Calderon's absence leaves only combo guard Brandon Knight and career reserve Will Bynum to handle Detroit's distributing responsibilities. Miami's frantic defensive system will trap this pair of point-guards-in-training at every opportunity, perhaps thwarting coach Maurice Cheeks' schemes before they ever take shape.

As for the Pistons' post attack, even that might not be the thorn in Miami's side that it first sounds like. Monroe is the best interior scorer of the three, but he's never averaged more than 16 points per game. Smith's trigger-happy tendencies could make him a non-factor (or even a negative one) on the offensive end, where the 19-year-old Drummond is still honing his craft.



A Former No. 1 Pick Lands in the Big Apple

Carmelo Anthony pleaded with the New York Knicks to find him a secondary scorer. New York general manager Glen Grunwald promised an "aggressive" and "creative" approach to improving the roster.

The result? The Knicks added former No. 1 pick Andrea Bargnani, a finesse 7-footer deemed expendable by the revamped Toronto Raptors front office.

While Bargnani averaged better than 19 points a night from 2009-12, his shooting percentages have plummeted over the last two seasons. In 2011-12, his three-point percentage dipped below 30 for the first time. Last season, he labored through the second sub-40 percent field goal season of his seven-year career.

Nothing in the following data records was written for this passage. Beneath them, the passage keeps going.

// SPDX-License-Identifier: MPL-2.0

//! Camera preview rendering core
//!
//! Everything a camera preview needs between the capture pipeline and the
//! screen: a render worker whose graphics state never leaves its thread, a
//! native-API-agnostic resource lifecycle, autofocus-synchronized render
//! scheduling and capture resolution selection.
//!
//! # Architecture
//!
//! - [`render`]: the single-slot [`RenderWorker`](render::RenderWorker),
//!   the late-bound [`FrameSource`](render::FrameSource) and the
//!   [`FrameProcessor`](render::FrameProcessor) seam that supplies drawing
//!   code
//! - [`graphics`]: the [`GraphicsApi`](graphics::GraphicsApi) capability
//!   trait and the [`GraphicsContextSet`](graphics::GraphicsContextSet)
//!   resource lifecycle built on it
//! - [`focus`]: capture event classification and callback routing
//! - [`selection`]: two-pass capture resolution selection
//! - [`session`]: [`PreviewSession`](session::PreviewSession), the owner
//!   object tying the above to the platform lifecycle
//! - [`shaders`]: snippet-based GLSL source assembly
//! - [`config`], [`errors`]: pixel format preferences and the error types
//!   shared by all of the above
//!
//! # Threading
//!
//! The render worker thread owns all graphics handles; they are created,
//! used and destroyed there and are never [`Send`]. The UI thread drives
//! the session lifecycle, the capture subsystem delivers focus events from
//! its own callback thread, and both only ever hand closures or plain data
//! across.

pub mod config;
pub mod errors;
pub mod focus;
pub mod graphics;
pub mod render;
pub mod selection;
pub mod session;
pub mod shaders;

pub use config::ContextPreferences;
pub use errors::{
    EngineError, EngineResult, GraphicsError, SelectionError, ShaderError, WorkerError,
};
pub use focus::{AutofocusState, CaptureEvent, FocusCallback, FocusCallbacks, FocusRouter};
pub use graphics::{GraphicsApi, GraphicsContextSet, NativeErrorFlags};
pub use render::{FrameContext, FrameProcessor, FrameSource, RenderWorker, ThreadPolicy};
pub use selection::{
    select_closest, select_resolution, Resolution, ResolutionCriterion, ShapeCriterion,
};
pub use session::PreviewSession;
pub use shaders::{AssembledShader, ShaderSnippet, ShaderVariable, StorageQualifier};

Bargnani might not have been the player Anthony had in mind, and he's not going be flooding the streets of New York with No. 77 jerseys, but he could be a decent fit if he's fully healthy. He was a 37-plus percent sniper in three of his first four seasons in the league and could help free up space for Anthony to operate on the block.

As for a matchup with Miami, though, Bargnani might not even make it on Erick Spoelstra's game plan. If he's only utilized as a floor spacer, the Heat have to account for sharpshooters like him every time they take the practice floor.

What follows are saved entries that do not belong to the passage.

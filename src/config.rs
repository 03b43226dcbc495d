// SPDX-License-Identifier: GPL-3.0-only

//! Pixel format preferences for native graphics setup

use serde::{Deserialize, Serialize};

/// Requested pixel format for rendering contexts and drawable surfaces
///
/// Passed to config negotiation when graphics resources are first allocated.
/// The native API treats channel depths as minimums and sorts candidate
/// configs, so alpha is requested as zero to let opaque configs sort first.
#[derive(Debug, Clone, Copy, PartialEq, Eq, Serialize, Deserialize)]
pub struct ContextPreferences {
    /// Red channel depth in bits
    pub red_bits: u32,
    /// Green channel depth in bits
    pub green_bits: u32,
    /// Blue channel depth in bits
    pub blue_bits: u32,
    /// Alpha channel depth in bits (zero prefers opaque configs)
    pub alpha_bits: u32,
    /// Depth buffer size in bits
    pub depth_bits: u32,
    /// Stencil buffer size in bits
    pub stencil_bits: u32,
}

impl Default for ContextPreferences {
    fn default() -> Self {
        Self {
            red_bits: 8,
            green_bits: 8,
            blue_bits: 8,
            alpha_bits: 0,   // Opaque preview, no blending against what is behind it
            depth_bits: 16,
            stencil_bits: 0,
        }
    }
}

If Anthony and J.R. Smith can't find consistent paths to the cup, then the Heat shouldn't have much to worry about in this potential meeting.



Are the Heat in Trouble?

Even in the shape-shifting Eastern Conference, the Heat still figure to be their own worst enemies.

Brooklyn added experience (and a load of salary commitments), but a rookie coach guiding an aging roster still smells like a potential disaster. Detroit certainly got more interesting, but the Pistons still need a capable point man to put all of the pieces together. New York hasn't found a way to make an Anthony-Amar'e Stoudemire pairing work, so it's tough to hold out faith that an Anthony-Bargnani duo will fare any better.

James got his taste of the champion's life, willed his way back for seconds and has no apparent plans to give up his seat at the head of the table. Wade and Bosh should be even more motivated for a three-peat, as they're not only fighting to keep James in Miami but could also be auditioning for their next employer if things go awry.

The gap between Miami and the field might be closing, but it was so wide to begin with that it won't be enough to end the Heat's championship run.